┌──
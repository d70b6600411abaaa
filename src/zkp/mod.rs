// Zero-knowledge circuits gating every ledger and offer transition
// Groth16 over BN254; circuits are R1CS over the BabyJubJub base field.

pub use proof_system::{CircuitVerifier, Groth16Verifier, VerifierSet};
pub use prover::{Groth16Backend, Prover, ProvingBackend};
pub use public_inputs::*;

pub mod gadgets;
pub mod circuits;
pub mod public_inputs;
pub mod proof_system;
pub mod prover;
pub mod trusted_setup;

#[cfg(any(test, feature = "test-helpers"))]
pub mod mock_backend;

use serde::{Deserialize, Serialize};

/// Error types for ZKP operations
#[derive(Debug, thiserror::Error)]
pub enum ZkpError {
    /// The witness does not satisfy the circuit. Surfaced to users as invalid
    /// input; such a proof is never produced, let alone submitted.
    #[error("Invalid input: circuit constraints not satisfied for {0}")]
    ConstraintsUnsatisfied(CircuitKind),
    #[error("Constraint synthesis failed: {0}")]
    Synthesis(String),
    #[error("No key loaded for circuit {0}")]
    MissingKey(CircuitKind),
    #[error("Proof rejected by the {0} verifier")]
    Rejected(CircuitKind),
    #[error("Public input arity mismatch for {kind}: expected {expected}, got {actual}")]
    ArityMismatch {
        kind: CircuitKind,
        expected: usize,
        actual: usize,
    },
    #[error("Serialization error: {0}")]
    Serialization(String),
    #[error("I/O error: {0}")]
    Io(String),
}

impl From<ark_relations::r1cs::SynthesisError> for ZkpError {
    fn from(err: ark_relations::r1cs::SynthesisError) -> Self {
        ZkpError::Synthesis(err.to_string())
    }
}

impl From<ark_serialize::SerializationError> for ZkpError {
    fn from(err: ark_serialize::SerializationError) -> Self {
        ZkpError::Serialization(err.to_string())
    }
}

pub type Result<T> = std::result::Result<T, ZkpError>;

/// One verifier (and one key pair) per circuit
#[derive(Debug, Clone, Copy, PartialEq, Eq, Hash, PartialOrd, Ord, Serialize, Deserialize)]
pub enum CircuitKind {
    ConfidentialApprove,
    PublicApprove,
    ConfidentialTransferFrom,
    CancelAllowance,
    OfferAcceptance,
    OfferFinalization,
}

impl CircuitKind {
    pub const ALL: [CircuitKind; 6] = [
        CircuitKind::ConfidentialApprove,
        CircuitKind::PublicApprove,
        CircuitKind::ConfidentialTransferFrom,
        CircuitKind::CancelAllowance,
        CircuitKind::OfferAcceptance,
        CircuitKind::OfferFinalization,
    ];

    /// Stable identifier, also the key file stem
    pub fn id(&self) -> &'static str {
        match self {
            CircuitKind::ConfidentialApprove => "confidential_approve",
            CircuitKind::PublicApprove => "public_approve",
            CircuitKind::ConfidentialTransferFrom => "confidential_transfer_from",
            CircuitKind::CancelAllowance => "cancel_allowance",
            CircuitKind::OfferAcceptance => "offer_acceptance",
            CircuitKind::OfferFinalization => "offer_finalization",
        }
    }

    /// Number of public field inputs the verifier expects
    pub fn arity(&self) -> usize {
        match self {
            CircuitKind::ConfidentialApprove => ConfidentialApproveInputs::ARITY,
            CircuitKind::PublicApprove => PublicApproveInputs::ARITY,
            CircuitKind::ConfidentialTransferFrom => ConfidentialTransferFromInputs::ARITY,
            CircuitKind::CancelAllowance => CancelAllowanceInputs::ARITY,
            CircuitKind::OfferAcceptance => OfferAcceptanceInputs::ARITY,
            CircuitKind::OfferFinalization => OfferFinalizationInputs::ARITY,
        }
    }

    pub fn from_id(id: &str) -> Option<Self> {
        Self::ALL.iter().copied().find(|kind| kind.id() == id)
    }
}

impl std::fmt::Display for CircuitKind {
    fn fmt(&self, f: &mut std::fmt::Formatter<'_>) -> std::fmt::Result {
        write!(f, "{}", self.id())
    }
}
└──
* _ASSIGNMENT_
Each record above is to be restated word for word.

* _ANSWER SECTION_
repository d70b6600411abaaa
filename src/zkp/mod.rs
// Zero-knowledge circuits gating every ledger and offer transition
// Groth16 over BN254; circuits are R1CS over the BabyJubJub base field.

pub use proof_system::{CircuitVerifier, Groth16Verifier, VerifierSet};
pub use prover::{Groth16Backend, Prover, ProvingBackend};
pub use public_inputs::*;

pub mod gadgets;
pub mod circuits;
pub mod public_inputs;
pub mod proof_system;
pub mod prover;
pub mod trusted_setup;

#[cfg(any(test, feature = "test-helpers"))]
pub mod mock_backend;

use serde::{Deserialize, Serialize};

/// Error types for ZKP operations
#[derive(Debug, thiserror::Error)]
pub enum ZkpError {
    /// The witness does not satisfy the circuit. Surfaced to users as invalid
    /// input; such a proof is never produced, let alone submitted.
    #[error("Invalid input: circuit constraints not satisfied for {0}")]
    ConstraintsUnsatisfied(CircuitKind),
    #[error("Constraint synthesis failed: {0}")]
    Synthesis(String),
    #[error("No key loaded for circuit {0}")]
    MissingKey(CircuitKind),
    #[error("Proof rejected by the {0} verifier")]
    Rejected(CircuitKind),
    #[error("Public input arity mismatch for {kind}: expected {expected}, got {actual}")]
    ArityMismatch {
        kind: CircuitKind,
        expected: usize,
        actual: usize,
    },
    #[error("Serialization error: {0}")]
    Serialization(String),
    #[error("I/O error: {0}")]
    Io(String),
}

impl From<ark_relations::r1cs::SynthesisError> for ZkpError {
    fn from(err: ark_relations::r1cs::SynthesisError) -> Self {
        ZkpError::Synthesis(err.to_string())
    }
}

impl From<ark_serialize::SerializationError> for ZkpError {
    fn from(err: ark_serialize::SerializationError) -> Self {
        ZkpError::Serialization(err.to_string())
    }
}

pub type Result<T> = std::result::Result<T, ZkpError>;

/// One verifier (and one key pair) per circuit
#[derive(Debug, Clone, Copy, PartialEq, Eq, Hash, PartialOrd, Ord, Serialize, Deserialize)]
pub enum CircuitKind {
    ConfidentialApprove,
    PublicApprove,
    ConfidentialTransferFrom,
    CancelAllowance,
    OfferAcceptance,
    OfferFinalization,
}

impl CircuitKind {
    pub const ALL: [CircuitKind; 6] = [
        CircuitKind::ConfidentialApprove,
        CircuitKind::PublicApprove,
        CircuitKind::ConfidentialTransferFrom,
        CircuitKind::CancelAllowance,
        CircuitKind::OfferAcceptance,
        CircuitKind::OfferFinalization,
    ];

    /// Stable identifier, also the key file stem
    pub fn id(&self) -> &'static str {
        match self {
            CircuitKind::ConfidentialApprove => "confidential_approve",
            CircuitKind::PublicApprove => "public_approve",
            CircuitKind::ConfidentialTransferFrom => "confidential_transfer_from",
            CircuitKind::CancelAllowance => "cancel_allowance",
            CircuitKind::OfferAcceptance => "offer_acceptance",
            CircuitKind::OfferFinalization => "offer_finalization",
        }
    }

    /// Number of public field inputs the verifier expects
    pub fn arity(&self) -> usize {
        match self {
            CircuitKind::ConfidentialApprove => ConfidentialApproveInputs::ARITY,
            CircuitKind::PublicApprove => PublicApproveInputs::ARITY,
            CircuitKind::ConfidentialTransferFrom => ConfidentialTransferFromInputs::ARITY,
            CircuitKind::CancelAllowance => CancelAllowanceInputs::ARITY,
            CircuitKind::OfferAcceptance => OfferAcceptanceInputs::ARITY,
            CircuitKind::OfferFinalization => OfferFinalizationInputs::ARITY,
        }
    }

    pub fn from_id(id: &str) -> Option<Self> {
        Self::ALL.iter().copied().find(|kind| kind.id() == id)
    }
}

impl std::fmt::Display for CircuitKind {
    fn fmt(&self, f: &mut std::fmt::Formatter<'_>) -> std::fmt::Result {
        write!(f, "{}", self.id())
    }
}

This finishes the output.